Would you transcribe the line containing "(Formal, Family) =>" and every line after it, through the end of the records below, exactly and with nothing else?
══════════
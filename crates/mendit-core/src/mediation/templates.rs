//! Template banks for generated mediation content.
//!
//! Every lookup takes the raw tag string and resolves it with an explicit
//! fallback order, so unknown tones or relationships degrade to the
//! compassionate / `other` banks instead of failing.
//!
//! Peace-plan fallback order:
//! 1. exact (tone, relationship) entry
//! 2. compassionate / other
//!
//! The peace-plan bank has no `colleagues` column, so colleagues always land
//! on step 2.

use mendit_types::tags::{Relationship, Tone};

/// Opening clause of each person's summary, by tone.
pub fn summary_templates(tone: &str) -> &'static [&'static str; 3] {
    match resolve_tone(tone) {
        Tone::Funny => &[
            "seems to be channeling their inner drama queen/king about",
            "is basically saying they feel like a misunderstood protagonist in",
            "appears to have strong feelings (and possibly strong coffee) about",
        ],
        Tone::Compassionate => &[
            "is feeling deeply hurt and wants to be understood about",
            "is expressing pain and seeking connection around",
            "feels vulnerable and needs support regarding",
        ],
        Tone::Direct => &[
            "clearly states their position on",
            "directly addresses their concerns about",
            "wants resolution regarding",
        ],
        Tone::Formal => &[
            "has articulated their perspective concerning",
            "has presented their viewpoint regarding",
            "has outlined their position on",
        ],
    }
}

/// Likely misunderstandings, by relationship.
pub fn misunderstandings(relationship: &str) -> &'static [&'static str; 3] {
    match resolve_relationship(relationship) {
        Relationship::Couple => &[
            "Different love languages causing communication gaps",
            "Assumptions about intentions without direct communication",
            "Past unresolved issues coloring current situations",
        ],
        Relationship::Friends => &[
            "Different expectations about friendship boundaries",
            "Miscommunication about time and priorities",
            "Assumptions about loyalty and support",
        ],
        Relationship::Family => &[
            "Generational differences in communication styles",
            "Unspoken expectations and traditional roles",
            "Past family dynamics affecting current relationships",
        ],
        Relationship::Colleagues => &[
            "Different work styles and priorities",
            "Unclear role boundaries and responsibilities",
            "Professional stress affecting interpersonal relations",
        ],
        Relationship::Other => &[
            "Different communication preferences",
            "Misaligned expectations",
            "Lack of clear boundaries",
        ],
    }
}

/// Common ground both sides share, by relationship.
pub fn shared_themes(relationship: &str) -> &'static [&'static str; 3] {
    match resolve_relationship(relationship) {
        Relationship::Couple => &[
            "Both want to feel loved and appreciated",
            "Both value the relationship and want it to work",
            "Both are struggling with effective communication",
        ],
        Relationship::Friends => &[
            "Both value the friendship deeply",
            "Both want to feel respected and understood",
            "Both are dealing with external pressures",
        ],
        Relationship::Family => &[
            "Both love each other despite the conflict",
            "Both want family harmony",
            "Both are carrying emotional baggage from the past",
        ],
        Relationship::Colleagues => &[
            "Both want to succeed professionally",
            "Both are under workplace pressure",
            "Both want a respectful work environment",
        ],
        Relationship::Other => &[
            "Both want to be heard and understood",
            "Both care about the outcome",
            "Both are dealing with their own stresses",
        ],
    }
}

/// Peace plan for a tone/relationship pair, following the fallback order.
pub fn peace_plan(tone: &str, relationship: &str) -> &'static str {
    let exact = match (exact_tone(tone), exact_relationship(relationship)) {
        (Some(tone), Some(relationship)) => peace_plan_entry(tone, relationship),
        _ => None,
    };
    exact.unwrap_or(COMPASSIONATE_OTHER)
}

/// Mediator replies in a live session, by tone.
pub fn ai_responses(tone: &str) -> &'static [&'static str; 3] {
    match resolve_tone(tone) {
        Tone::Funny => &[
            "I hear you both, and I'm sensing some strong feelings here. Let's take a breath and remember we're all just humans trying to figure things out! 😊",
            "That's a valid point! Now, let's see if we can find some common ground - maybe somewhere between 'I'm right' and 'you're wrong'? 😉",
            "I appreciate you sharing that. Sometimes conflicts are like tangled headphones - frustrating, but usually solvable with patience! 🎧",
        ],
        Tone::Compassionate => &[
            "Thank you for sharing that with such honesty. I can hear the pain in your words, and I want you to know that your feelings are completely valid.",
            "I'm sensing a lot of hurt here, and that's okay. Healing takes time, and you're both being so brave by having this conversation.",
            "What I'm hearing is that you both care deeply about this relationship. That love, even when it's complicated, is something beautiful to build on.",
        ],
        Tone::Direct => &[
            "Let me reflect back what I'm hearing: you both have specific concerns that need to be addressed. Let's focus on solutions.",
            "I notice some key issues emerging. Let's tackle them one by one and find practical ways forward.",
            "You've both made important points. Now let's identify the specific actions needed to resolve this.",
        ],
        Tone::Formal => &[
            "I acknowledge the perspectives that have been shared. Let us proceed to identify the core issues and potential resolutions.",
            "Thank you for your contributions to this discussion. I believe we can establish a framework for moving forward constructively.",
            "Based on the information provided, I suggest we focus on developing a structured approach to address these concerns.",
        ],
    }
}

/// Bank keys are the stored tags verbatim: no trimming, no case folding.
fn exact_tone(tag: &str) -> Option<Tone> {
    Tone::ALL.into_iter().find(|tone| tone.as_str() == tag)
}

fn exact_relationship(tag: &str) -> Option<Relationship> {
    Relationship::ALL
        .into_iter()
        .find(|relationship| relationship.as_str() == tag)
}

fn resolve_tone(tone: &str) -> Tone {
    exact_tone(tone).unwrap_or(Tone::Compassionate)
}

fn resolve_relationship(relationship: &str) -> Relationship {
    exact_relationship(relationship).unwrap_or(Relationship::Other)
}

const COMPASSIONATE_OTHER: &str = "🌺 The Compassionate Connection Method:\n\n1. Approach each other with curiosity rather than judgment\n2. Practice active listening and emotional validation\n3. Focus on shared humanity and common needs\n4. Create safe spaces for vulnerable communication\n5. Prioritize emotional healing alongside practical solutions\n6. Regular compassionate check-ins";

fn peace_plan_entry(tone: Tone, relationship: Relationship) -> Option<&'static str> {
    use Relationship::*;
    use Tone::*;

    let plan = match (tone, relationship) {
        (_, Colleagues) => return None,

        (Funny, Couple) => "🎭 The Comedy Peace Plan:\n\n1. Implement the '24-hour rule' - no major relationship discussions until you've both had coffee and snacks\n2. Create a 'drama jar' - every time someone gets overly dramatic, contribute $1 to your joint fun fund\n3. Weekly 'appreciation roasts' - lovingly make fun of each other's quirks while also sharing what you adore\n4. Establish a 'time-out' signal (suggest silly dance moves) when things get too heated\n5. End arguments with a mandatory compliment about the other person",
        (Funny, Friends) => "🎪 The Friendship Comedy Hour:\n\n1. Create friendship 'terms of service' that you both agree to (including snack-sharing policies)\n2. Implement a 'drama scale' from 1-10 to help gauge when issues are actually serious\n3. Schedule monthly 'friendship maintenance' meetings (with pizza)\n4. Create inside jokes about your conflict styles\n5. Promise to call each other out lovingly when being ridiculous",
        (Funny, Family) => "🎨 The Family Sitcom Solution:\n\n1. Institute 'family meeting' rules (talking stick optional, snacks mandatory)\n2. Create family mottos about handling disagreements\n3. Implement a 'generational translation' system for different communication styles\n4. Schedule regular one-on-one time without distractions\n5. End family conflicts with shared memories or photo-looking sessions",
        (Funny, Other) => "🎪 The Universal Comedy Approach:\n\n1. Acknowledge that humans are beautifully ridiculous creatures\n2. Create ground rules for respectful disagreement\n3. Implement regular check-ins with a touch of humor\n4. Focus on solutions rather than blame\n5. Remember that most conflicts stem from wanting to be understood",

        (Compassionate, Couple) => "💗 The Heart-Centered Healing Plan:\n\n1. Practice daily gratitude sharing - three things you appreciate about each other\n2. Create emotional safety by validating feelings before problem-solving\n3. Implement gentle touch or eye contact during difficult conversations\n4. Schedule weekly relationship nurturing time without distractions\n5. Use 'I feel' statements and listen with the intent to understand, not respond\n6. Create rituals for reconnection after conflicts",
        (Compassionate, Friends) => "🌸 The Friendship Restoration Path:\n\n1. Acknowledge the value and history of your friendship\n2. Practice vulnerable sharing about your individual struggles\n3. Create space for both people to feel heard without judgment\n4. Focus on emotional healing before practical solutions\n5. Plan meaningful activities that reconnect you to why you're friends\n6. Regular check-ins about how the friendship is feeling",
        (Compassionate, Family) => "🕊 The Family Harmony Approach:\n\n1. Honor the love that exists beneath the conflict\n2. Practice intergenerational empathy and understanding\n3. Create new family traditions that bring joy\n4. Allow space for individual growth within family bonds\n5. Focus on healing old wounds with patience and compassion\n6. Regular family appreciation circles",
        (Compassionate, Other) => COMPASSIONATE_OTHER,

        (Direct, Couple) => "🎯 The Straight-Talk Relationship Plan:\n\n1. Schedule weekly 20-minute relationship meetings to address issues promptly\n2. Use clear, specific language about needs and boundaries\n3. Implement a 'no beating around the bush' policy for important conversations\n4. Create action items with deadlines for relationship improvements\n5. Address problems immediately rather than letting them fester\n6. Regular relationship health assessments",
        (Direct, Friends) => "⚡ The No-Nonsense Friendship Fix:\n\n1. Have honest conversations about friendship expectations\n2. Set clear boundaries and communicate them directly\n3. Address issues within 48 hours of them arising\n4. Be specific about what you need from each other\n5. Create accountability systems for maintaining the friendship\n6. Regular friendship status updates",
        (Direct, Family) => "🔧 The Family Problem-Solving Protocol:\n\n1. Establish clear family communication rules and stick to them\n2. Address generational differences head-on with specific examples\n3. Create structured family meetings with agendas\n4. Set measurable goals for family relationship improvement\n5. Implement immediate feedback systems\n6. Regular family efficiency reviews",
        (Direct, Other) => "⚙️ The Direct Resolution Method:\n\n1. Clearly define the problem and desired outcomes\n2. Set specific timelines for resolution\n3. Create measurable action steps\n4. Implement regular progress check-ins\n5. Address resistance or obstacles immediately\n6. Maintain focus on practical solutions",

        (Formal, Couple) => "📋 The Structured Relationship Agreement:\n\n1. Establish formal communication protocols for addressing relationship concerns\n2. Implement regular relationship review meetings with documented outcomes\n3. Create a relationship charter outlining shared values and expectations\n4. Develop conflict resolution procedures with clear steps\n5. Maintain relationship documentation for tracking progress\n6. Regular formal relationship assessments",
        (Formal, Friends) => "📊 The Friendship Framework:\n\n1. Develop a friendship charter outlining mutual expectations\n2. Establish formal communication channels for addressing concerns\n3. Implement structured check-in procedures\n4. Create documented agreements about friendship boundaries\n5. Develop clear protocols for conflict resolution\n6. Regular friendship performance reviews",
        (Formal, Family) => "📑 The Family Governance Structure:\n\n1. Establish family bylaws for communication and conflict resolution\n2. Implement structured family meeting procedures\n3. Create formal roles and responsibilities within family dynamics\n4. Develop documented family values and principles\n5. Establish clear protocols for addressing family disputes\n6. Regular family governance reviews",
        (Formal, Other) => "📋 The Professional Resolution Protocol:\n\n1. Establish formal communication frameworks\n2. Implement structured problem-solving methodologies\n3. Create documented agreements and expectations\n4. Develop clear escalation procedures\n5. Maintain professional boundaries and protocols\n6. Regular formal review processes",
    };
    Some(plan)
}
══════════
ANSWER BELOW>
        (Formal, Family) => "📑 The Family Governance Structure:\n\n1. Establish family bylaws for communication and conflict resolution\n2. Implement structured family meeting procedures\n3. Create formal roles and responsibilities within family dynamics\n4. Develop documented family values and principles\n5. Establish clear protocols for addressing family disputes\n6. Regular family governance reviews",
        (Formal, Other) => "📋 The Professional Resolution Protocol:\n\n1. Establish formal communication frameworks\n2. Implement structured problem-solving methodologies\n3. Create documented agreements and expectations\n4. Develop clear escalation procedures\n5. Maintain professional boundaries and protocols\n6. Regular formal review processes",
    };
    Some(plan)
}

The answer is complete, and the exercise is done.